I previously featured two of Will Steacy‘s photo projects – one about urban decay and the other about family photos destroyed by Hurricane Katrina. For his project titled A Product Of Our Environment, Steacy examines food deserts in poor neighborhoods throughout New York City, places where cheap fried whatnot can be found on virtually every corner, but produce is often overpriced and hard to find. A Q&A with Steacy follows and check out the slideshow below…

Brett Myers: I don’t mean for this to be insulting, but these photos seem more like evidence than art or even photojournalism. Is that intentional?

Will Steacy:  That is exactly my intention.  When making these images I applied what one might call a “scientific approach” to this work, as if I was collecting data within a specific landscape.  While shooting Down These Mean Streets, it became abundantly clear to me the lack of health and nutrition options in our country’s poorest neighborhoods, and so for this project I wanted to find a way to examine food options in context to socioeconomic status and overall health and well being.  So by creating a visual record of the food options within a certain geographic area whose boundaries are determined by the highest reported rates of poverty, obesity, diabetes and people living without health insurance (all of which overlap—the poorest areas in NYC are also the sickest) I want these images to function not only as evidence, but, it is also my intent, through a depiction of these options and resources, to reveal the everyday challenges and realities that define life in the inner city.  When you have $10 in your pocket and your next paycheck is 2 days away, you don’t have many options, you are eating McDonalds.

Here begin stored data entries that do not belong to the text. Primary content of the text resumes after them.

#[cfg(test)]
mod tests {
    use super::*;
    use serde_json::json;

    fn frame(body: &str) -> Vec<u8> {
        format!("Content-Length: {}\r\n\r\n{}", body.len(), body).into_bytes()
    }

    fn decode_all<D: Decoder<Item = Bytes, Error = CodecError>>(
        codec: &mut D,
        buf: &mut BytesMut,
    ) -> Vec<Bytes> {
        let mut out = Vec::new();
        while let Some(item) = codec.decode(buf).unwrap() {
            out.push(item);
        }
        out
    }

    #[test]
    fn content_length_decodes_single_frame() {
        let mut codec = ContentLengthCodec::new();
        let mut buf = BytesMut::from(&frame(r#"{"seq":1,"command":"initialize"}"#)[..]);

        let decoded = codec.decode(&mut buf).unwrap().unwrap();
        assert_eq!(&decoded[..], br#"{"seq":1,"command":"initialize"}"#);
        assert!(buf.is_empty());
        assert!(codec.decode(&mut buf).unwrap().is_none());
    }

    #[test]
    fn content_length_decodes_every_frame_in_one_read() {
        let mut codec = ContentLengthCodec::new();
        let mut bytes = frame(r#"{"seq":1}"#);
        bytes.extend(frame(r#"{"seq":2}"#));
        bytes.extend(frame(r#"{"seq":3}"#));
        let mut buf = BytesMut::from(&bytes[..]);

        let frames = decode_all(&mut codec, &mut buf);
        assert_eq!(frames.len(), 3);
        assert_eq!(&frames[2][..], br#"{"seq":3}"#);
    }

    #[test]
    fn content_length_is_independent_of_chunk_boundaries() {
        let mut bytes = frame(r#"{"seq":1,"command":"initialize"}"#);
        bytes.extend(frame(r#"{"seq":2,"command":"launch","arguments":{"noDebug":true}}"#));
        bytes.extend(frame(r#"{"seq":3,"command":"ünïcode"}"#));

        let mut whole = ContentLengthCodec::new();
        let expected = decode_all(&mut whole, &mut BytesMut::from(&bytes[..]));
        assert_eq!(expected.len(), 3);

        for chunk_size in [1, 2, 3, 7, 16, 29, bytes.len()] {
            let mut codec = ContentLengthCodec::new();
            let mut buf = BytesMut::new();
            let mut got = Vec::new();
            for chunk in bytes.chunks(chunk_size) {
                buf.extend_from_slice(chunk);
                got.extend(decode_all(&mut codec, &mut buf));
            }
            assert_eq!(got, expected, "chunk size {chunk_size}");
        }
    }

    #[test]
    fn content_length_ignores_other_headers() {
        let mut codec = ContentLengthCodec::new();
        let mut buf = BytesMut::from(
            &b"Content-Type: application/json\r\nContent-Length: 2\r\n\r\n{}"[..],
        );
        assert_eq!(&codec.decode(&mut buf).unwrap().unwrap()[..], b"{}");
    }

    #[test]
    fn content_length_missing_header_is_framing_error() {
        let mut codec = ContentLengthCodec::new();
        let mut buf = BytesMut::from(&b"Content-Type: application/json\r\n\r\n{}"[..]);
        let err = codec.decode(&mut buf).unwrap_err();
        assert!(matches!(err, CodecError::Framing(_)), "{err:?}");
    }

    #[test]
    fn content_length_malformed_value_is_framing_error() {
        let mut codec = ContentLengthCodec::new();
        let mut buf = BytesMut::from(&b"Content-Length: twelve\r\n\r\n{}"[..]);
        let err = codec.decode(&mut buf).unwrap_err();
        assert!(matches!(err, CodecError::Framing(_)), "{err:?}");
    }

    #[test]
    fn content_length_rejects_oversized_frame() {
        let mut codec = ContentLengthCodec::new();
        let mut buf = BytesMut::from(&b"Content-Length: 18446744073709551615\r\n\r\n{}"[..]);
        let err = codec.decode(&mut buf).unwrap_err();
        assert!(matches!(err, CodecError::Framing(_)), "{err:?}");

        let mut codec = ContentLengthCodec::new().with_max_frame_length(16);
        let mut buf = BytesMut::from(&b"Content-Length: 17\r\n\r\n"[..]);
        let err = codec.decode(&mut buf).unwrap_err();
        assert!(err.to_string().contains("exceeds the limit of 16 bytes"), "{err}");

        let mut buf = BytesMut::from(&b"Content-Length: 16\r\n\r\n"[..]);
        assert!(codec.decode(&mut buf).unwrap().is_none());
    }

    #[test]
    fn content_length_rejects_unterminated_header() {
        let mut codec = ContentLengthCodec::new();
        let mut buf = BytesMut::from(&b"Content-Length: 2"[..]);
        buf.extend_from_slice(&[b' '; MAX_HEADER_LENGTH]);
        let err = codec.decode(&mut buf).unwrap_err();
        assert!(matches!(err, CodecError::Framing(_)), "{err:?}");
    }

    #[test]
    fn content_length_waits_for_separator() {
        let mut codec = ContentLengthCodec::new();
        let mut buf = BytesMut::from(&b"Content-Length: 2\r\n"[..]);
        assert!(codec.decode(&mut buf).unwrap().is_none());
        // Nothing consumed until the separator arrives.
        assert_eq!(&buf[..], b"Content-Length: 2\r\n");
    }

    #[test]
    fn content_length_eof_discards_partial_frame() {
        let mut codec = ContentLengthCodec::new();
        let mut buf = BytesMut::from(&b"Content-Length: 10\r\n\r\n{\"se"[..]);
        assert!(codec.decode_eof(&mut buf).unwrap().is_none());
        assert!(buf.is_empty());
    }

    #[test]
    fn content_length_roundtrip_is_byte_identical() {
        let message = json!({
            "seq": 4,
            "type": "request",
            "command": "setBreakpoints",
            "arguments": {"source": {"path": "/tmp/main.src"}, "lines": [3, 9]}
        });
        let mut codec = ContentLengthCodec::new();
        let mut buf = BytesMut::new();
        codec.encode(&message, &mut buf).unwrap();

        let header_end = find_separator(&buf).unwrap();
        assert_eq!(
            &buf[..header_end],
            format!("Content-Length: {}", serde_json::to_vec(&message).unwrap().len()).as_bytes()
        );

        let payload = codec.decode(&mut buf).unwrap().unwrap();
        assert_eq!(&payload[..], &serde_json::to_vec(&message).unwrap()[..]);
    }

    #[test]
    fn nul_decodes_multiple_messages() {
        let mut codec = NulDelimitedCodec::new();
        let mut buf = BytesMut::from(&b"{\"a\":1}\0{\"b\":2}\0{\"c\""[..]);

        let messages = decode_all(&mut codec, &mut buf);
        assert_eq!(messages.len(), 2);
        assert_eq!(&messages[0][..], br#"{"a":1}"#);
        assert_eq!(&messages[1][..], br#"{"b":2}"#);
        assert_eq!(&buf[..], br#"{"c""#);

        buf.extend_from_slice(b":3}\0");
        assert_eq!(&codec.decode(&mut buf).unwrap().unwrap()[..], br#"{"c":3}"#);
    }

    #[test]
    fn nul_skips_empty_messages() {
        let mut codec = NulDelimitedCodec::new();
        let mut buf = BytesMut::from(&b"\0\0{}\0"[..]);
        let messages = decode_all(&mut codec, &mut buf);
        assert_eq!(messages, vec![Bytes::from_static(b"{}")]);
    }

    #[test]
    fn nul_is_independent_of_chunk_boundaries() {
        let bytes = b"{\"event\":\"stopped\"}\0not-json\0{\"event\":\"output\"}\0";
        for chunk_size in 1..bytes.len() {
            let mut codec = NulDelimitedCodec::new();
            let mut buf = BytesMut::new();
            let mut got = Vec::new();
            for chunk in bytes.chunks(chunk_size) {
                buf.extend_from_slice(chunk);
                got.extend(decode_all(&mut codec, &mut buf));
            }
            assert_eq!(got.len(), 3, "chunk size {chunk_size}");
            assert_eq!(&got[1][..], b"not-json");
        }
    }

    #[test]
    fn nul_encode_appends_terminator() {
        let mut codec = NulDelimitedCodec::new();
        let mut buf = BytesMut::new();
        codec
            .encode(json!({"command": "threads", "seq": 2}), &mut buf)
            .unwrap();
        assert_eq!(&buf[..], b"{\"command\":\"threads\",\"seq\":2}\0");
    }

    #[test]
    fn text_holds_back_split_character() {
        let mut codec = Utf8TextCodec::new();
        let mut buf = BytesMut::from(&b"caf\xC3"[..]);
        assert_eq!(codec.decode(&mut buf).unwrap().as_deref(), Some("caf"));
        assert_eq!(&buf[..], b"\xC3");
        assert!(codec.decode(&mut buf).unwrap().is_none());

        buf.extend_from_slice(b"\xA9!");
        assert_eq!(codec.decode(&mut buf).unwrap().as_deref(), Some("\u{e9}!"));
        assert!(buf.is_empty());
    }

    #[test]
    fn text_four_byte_character_in_single_bytes() {
        let mut codec = Utf8TextCodec::new();
        let crab = "\u{1F980}".as_bytes();
        let mut buf = BytesMut::new();
        let mut text = String::new();
        for byte in crab {
            buf.put_u8(*byte);
            if let Some(part) = codec.decode(&mut buf).unwrap() {
                text.push_str(&part);
            }
        }
        assert_eq!(text, "\u{1F980}");
    }

    #[test]
    fn text_replaces_invalid_bytes() {
        let mut codec = Utf8TextCodec::new();
        let mut buf = BytesMut::from(&b"a\xFFb"[..]);
        assert_eq!(codec.decode(&mut buf).unwrap().as_deref(), Some("a\u{FFFD}b"));
    }

    #[test]
    fn text_eof_flushes_truncated_character() {
        let mut codec = Utf8TextCodec::new();
        let mut buf = BytesMut::from(&b"\xE2\x82"[..]);
        assert!(codec.decode(&mut buf).unwrap().is_none());
        assert_eq!(codec.decode_eof(&mut buf).unwrap().as_deref(), Some("\u{FFFD}"));
        assert!(codec.decode_eof(&mut buf).unwrap().is_none());
    }

    #[tokio::test]
    async fn text_reassembles_character_split_across_reads() {
        use futures::StreamExt;
        use tokio::io::AsyncWriteExt;

        let (mut remote, local) = tokio::io::duplex(64);
        let mut reader = tokio_util::codec::FramedRead::new(local, Utf8TextCodec::new());

        let bytes = "a\u{e9}".as_bytes();
        remote.write_all(&bytes[..2]).await.unwrap();
        assert_eq!(reader.next().await.unwrap().unwrap(), "a");
        remote.write_all(&bytes[2..]).await.unwrap();
        drop(remote);

        let rest: Vec<String> = reader.map(|text| text.unwrap()).collect().await;
        assert_eq!(rest.concat(), "\u{e9}");
    }
}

To give you an example of some of these statistics, one area where I worked in the Bronx, 41% of residents are living below the poverty line, 1 in 3 adults report to be in poor health, more than quarter are obese, 1 in 10 have diabetes, and 1 in 3 are without health insurance.

BAM:  Do you also take photos that are precious?

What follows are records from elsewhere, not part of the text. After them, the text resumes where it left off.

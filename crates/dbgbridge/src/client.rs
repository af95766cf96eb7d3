//! Client-facing channel: Content-Length framed JSON over a byte stream pair.
//!
//! In production the pair is the bridge's own stdin/stdout. Tests use in-memory
//! duplex streams.

use futures::{SinkExt, StreamExt};
use serde::Serialize;
use tokio::io::{AsyncRead, AsyncWrite, Stdin, Stdout};
use tokio_util::bytes::Bytes;
use tokio_util::codec::{FramedRead, FramedWrite};

use crate::error::CodecError;
use crate::wire::codec::ContentLengthCodec;

pub struct ClientChannel<R, W> {
    reader: FramedRead<R, ContentLengthCodec>,
    writer: FramedWrite<W, ContentLengthCodec>,
}

/// Channel over the process's stdin/stdout.
pub fn stdio() -> ClientChannel<Stdin, Stdout> {
    ClientChannel::new(tokio::io::stdin(), tokio::io::stdout())
}

impl<R, W> ClientChannel<R, W>
where
    R: AsyncRead + Unpin,
    W: AsyncWrite + Unpin,
{
    pub fn new(reader: R, writer: W) -> Self {
        Self {
            reader: FramedRead::new(reader, ContentLengthCodec::new()),
            writer: FramedWrite::new(writer, ContentLengthCodec::new()),
        }
    }

    /// Payload of the next complete frame; `None` once the input is closed.
    ///
    /// Cancel safe: bytes of a partially received frame stay buffered.
    pub async fn next_frame(&mut self) -> Option<Result<Bytes, CodecError>> {
        self.reader.next().await
    }

    /// Frame `message` and write header and body as one flushed write.
    pub async fn write<T: Serialize>(&mut self, message: T) -> Result<(), CodecError> {
        self.writer.send(message).await
    }
}
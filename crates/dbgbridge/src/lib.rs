//! dbgbridge: relays a debug adapter protocol session between a client speaking
//! Content-Length framed JSON on stdio and a debuggee speaking NUL-terminated JSON.

pub mod bridge;
pub mod client;
pub mod config;
pub mod error;
pub mod logging;
pub mod retry;
pub mod target;
pub mod wire;

pub use bridge::{Bridge, BridgeState, CommandTranslator, PendingQueue, SequenceCounter};
pub use client::ClientChannel;
pub use config::BridgeConfig;
pub use error::{BridgeError, CodecError, ConnectError, Result, SpawnError};
pub use retry::RetryPolicy;
pub use target::{TargetConnection, TargetEvent};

WS:  No.  Precious is not in my vocabulary.

BAM:  In your bio you write that you used to work as a union laborer. How does that inform your work?

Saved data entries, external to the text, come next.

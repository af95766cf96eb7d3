//! Target-facing channel.
//!
//! Exactly one backend is active per bridge:
//! - **Process**: a launched debuggee, protocol on fd 3, stdout/stderr as output
//! - **Socket**: a TCP connection to an already running debuggee
//!
//! Both speak NUL-terminated JSON. Helper tasks turn everything read from the
//! backend into [`TargetEvent`]s on a single channel; the coordinator keeps the
//! write half and is the only one sending.

pub mod attach;
pub mod launch;

use std::net::SocketAddr;

use futures::{SinkExt, StreamExt};
use serde::Serialize;
use tokio::io::{AsyncRead, AsyncWrite};
use tokio::net::TcpStream;
use tokio::sync::mpsc;
use tokio::task::JoinHandle;
use tokio_util::bytes::Bytes;
use tokio_util::codec::{FramedRead, FramedWrite};
use tokio_util::sync::CancellationToken;

use crate::error::{CodecError, ConnectError};
use crate::wire::codec::NulDelimitedCodec;
use crate::wire::protocol::OutputCategory;

/// Capacity of the event channel between helper tasks and the coordinator.
pub const EVENT_CHANNEL_CAPACITY: usize = 100;

pub type TargetWriter = FramedWrite<Box<dyn AsyncWrite + Send + Unpin>, NulDelimitedCodec>;

/// Everything the coordinator learns from the target side.
#[derive(Debug)]
pub enum TargetEvent {
    /// One NUL-delimited message, not yet parsed.
    Message(Bytes),
    /// Program output of a launched debuggee.
    Output {
        category: OutputCategory,
        text: String,
    },
    /// The attach task finished connecting.
    Connected(Result<TcpStream, ConnectError>),
    /// The protocol stream reached EOF (`error: None`) or failed.
    Closed { error: Option<CodecError> },
    /// A launched debuggee exited.
    Exited { code: i32 },
}

/// The active, writable target backend.
pub enum TargetConnection {
    Process {
        pid: Option<u32>,
        writer: TargetWriter,
    },
    Socket {
        peer: SocketAddr,
        writer: TargetWriter,
    },
}

impl TargetConnection {
    /// Wrap a connected socket, spawning its reader task.
    pub fn socket(
        stream: TcpStream,
        events: mpsc::Sender<TargetEvent>,
        cancel: CancellationToken,
    ) -> std::io::Result<Self> {
        let peer = stream.peer_addr()?;
        let (read_half, write_half) = stream.into_split();
        spawn_reader(read_half, events, cancel);
        Ok(Self::Socket {
            peer,
            writer: target_writer(write_half),
        })
    }

    pub fn kind(&self) -> &'static str {
        match self {
            Self::Process { .. } => "process",
            Self::Socket { .. } => "socket",
        }
    }

    pub fn is_socket(&self) -> bool {
        matches!(self, Self::Socket { .. })
    }

    /// Serialize `message`, append a NUL and write it to the backend.
    pub async fn send<T: Serialize>(&mut self, message: T) -> Result<(), CodecError> {
        let writer = match self {
            Self::Process { writer, .. } => writer,
            Self::Socket { writer, .. } => writer,
        };
        writer.send(message).await
    }
}

impl std::fmt::Debug for TargetConnection {
    fn fmt(&self, f: &mut std::fmt::Formatter<'_>) -> std::fmt::Result {
        match self {
            Self::Process { pid, .. } => f.debug_struct("Process").field("pid", pid).finish(),
            Self::Socket { peer, .. } => f.debug_struct("Socket").field("peer", peer).finish(),
        }
    }
}

pub(crate) fn target_writer<W>(write: W) -> TargetWriter
where
    W: AsyncWrite + Send + Unpin + 'static,
{
    let boxed: Box<dyn AsyncWrite + Send + Unpin> = Box::new(write);
    FramedWrite::new(boxed, NulDelimitedCodec::new())
}

/// Forward NUL-delimited messages from `read` until EOF, error, or cancellation.
pub(crate) fn spawn_reader<R>(
    read: R,
    events: mpsc::Sender<TargetEvent>,
    cancel: CancellationToken,
) -> JoinHandle<()>
where
    R: AsyncRead + Send + Unpin + 'static,
{
    tokio::spawn(async move {
        let mut reader = FramedRead::new(read, NulDelimitedCodec::new());
        loop {
            let next = tokio::select! {
                _ = cancel.cancelled() => break,
                next = reader.next() => next,
            };
            let event = match next {
                Some(Ok(message)) => TargetEvent::Message(message),
                Some(Err(e)) => TargetEvent::Closed { error: Some(e) },
                None => TargetEvent::Closed { error: None },
            };
            let done = matches!(event, TargetEvent::Closed { .. });
            if events.send(event).await.is_err() || done {
                break;
            }
        }
        tracing::debug!("Target reader task exiting");
    })
}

WS:  I spent my summers working construction as a Local 332 union laborer while I was in art school.  I always say that I learned more on the job site than I did in 16 years of school.  As an 18 year old kid and into my early 20s the experiences I had working construction have had a profound impact on me and how I approach the world, from ingraining early on the simple things like discipline and toughness, to the stories guys told me about their lives, jail, murders, crimes, poverty, a perspective on life and into a world that I had little experience with, and the little I did know was from the other end, as a victim.  As the youngest guy on the job by at least ten years, I looked up to those guys as father figures.  On most jobs as the only white laborer in a city (Philly) known for its racial issues, I had to earn the respect I was eventually given by working my ass off and showing that I could hang, and then I was treated like family, a union brother.  I could tell you a million stories, but the one that means the most to me, was on the last day of my first job, tearing down the Philly civic center, before I had to go back to school.  As we were nearing the end of the day, Dennis and some other guys came up to me and said that they enjoyed working with me, told me I was a good worker and shook my hand.  Dennis then said I was the coolest white guy he knew and promised when other guys were talking shit about white people, that he would think of me and say that not all white guys are all that bad.  He told me never to forget him and to always remember that I was a good worker and a good union man.  332 true blue baby, till the day I die…..Dennis Wallace, I hope you’re still giving ‘em hell.

BAM:  You describe yourself as a photographer and writer, but community organizer or sociologist seem like an equally applicable titles. How do you see your role?

WS:  I come from five generations of newspaper men, so that journalistic instinct runs deep in my blood.  But I don’t consider myself a documentary photographer, nor a fine art photographer for that matter.  For the past 5 years my work has explored various chapters of contemporary social and economic issues that concern the character and identity of America.  I use photography as a method of inquiry, a tool for telling stories and trying to make sense of the world.  I believe the photograph can serve as a document to expand upon a larger set of issues. Through my art I intend to ask questions and instill a sense of empathy, I want my viewers to put themselves in my photographs.  And while your associations with a community organizer and sociologist are a great compliment, and professions I greatly respect and admire, I see myself as a photographer, but I suppose too you could say we use different tools to produce a similar end result.